- [What is being asked]:
Below are some records; print every one of them exactly.

- [Records to process]:

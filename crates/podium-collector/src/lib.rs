//! # podium-collector
//!
//! **Collect plane**: turns operator input into a validated [`MatchOutcome`].
//!
//! ## Architecture
//!
//! Operator edits arrive as [`CollectorEvent`]s and are folded into a
//! [`CollectorState`] by the pure [`reduce`] function. Validation is derived
//! from state by [`validate`], never tracked separately, so the UI can gate
//! submission after every event:
//!
//! ```text
//! UI event → reduce(state, event) → state' → validate(state') → [] ⇒ finalize() → MatchOutcome
//! ```
//!
//! Incomplete input is reported as data ([`Violation`]s), not as an error.
//! Only [`finalize`] on an incomplete state fails.
//!
//! [`MatchOutcome`]: podium_types::MatchOutcome
//! [`Violation`]: podium_types::Violation

pub mod collector;
pub mod validation;

pub use collector::{CollectorEvent, CollectorState, OutcomeCollector, Selections, reduce};
pub use validation::{CollectorStatus, finalize, status, validate};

- [Task solution]:
filename crates/podium-collector/src/lib.rs
//! # podium-collector
//!
//! **Collect plane**: turns operator input into a validated [`MatchOutcome`].
//!
//! ## Architecture
//!
//! Operator edits arrive as [`CollectorEvent`]s and are folded into a
//! [`CollectorState`] by the pure [`reduce`] function. Validation is derived
//! from state by [`validate`], never tracked separately, so the UI can gate
//! submission after every event:
//!
//! ```text
//! UI event → reduce(state, event) → state' → validate(state') → [] ⇒ finalize() → MatchOutcome
//! ```
//!
//! Incomplete input is reported as data ([`Violation`]s), not as an error.
//! Only [`finalize`] on an incomplete state fails.
//!
//! [`MatchOutcome`]: podium_types::MatchOutcome
//! [`Violation`]: podium_types::Violation

pub mod collector;
pub mod validation;

pub use collector::{CollectorEvent, CollectorState, OutcomeCollector, Selections, reduce};
pub use validation::{CollectorStatus, finalize, status, validate};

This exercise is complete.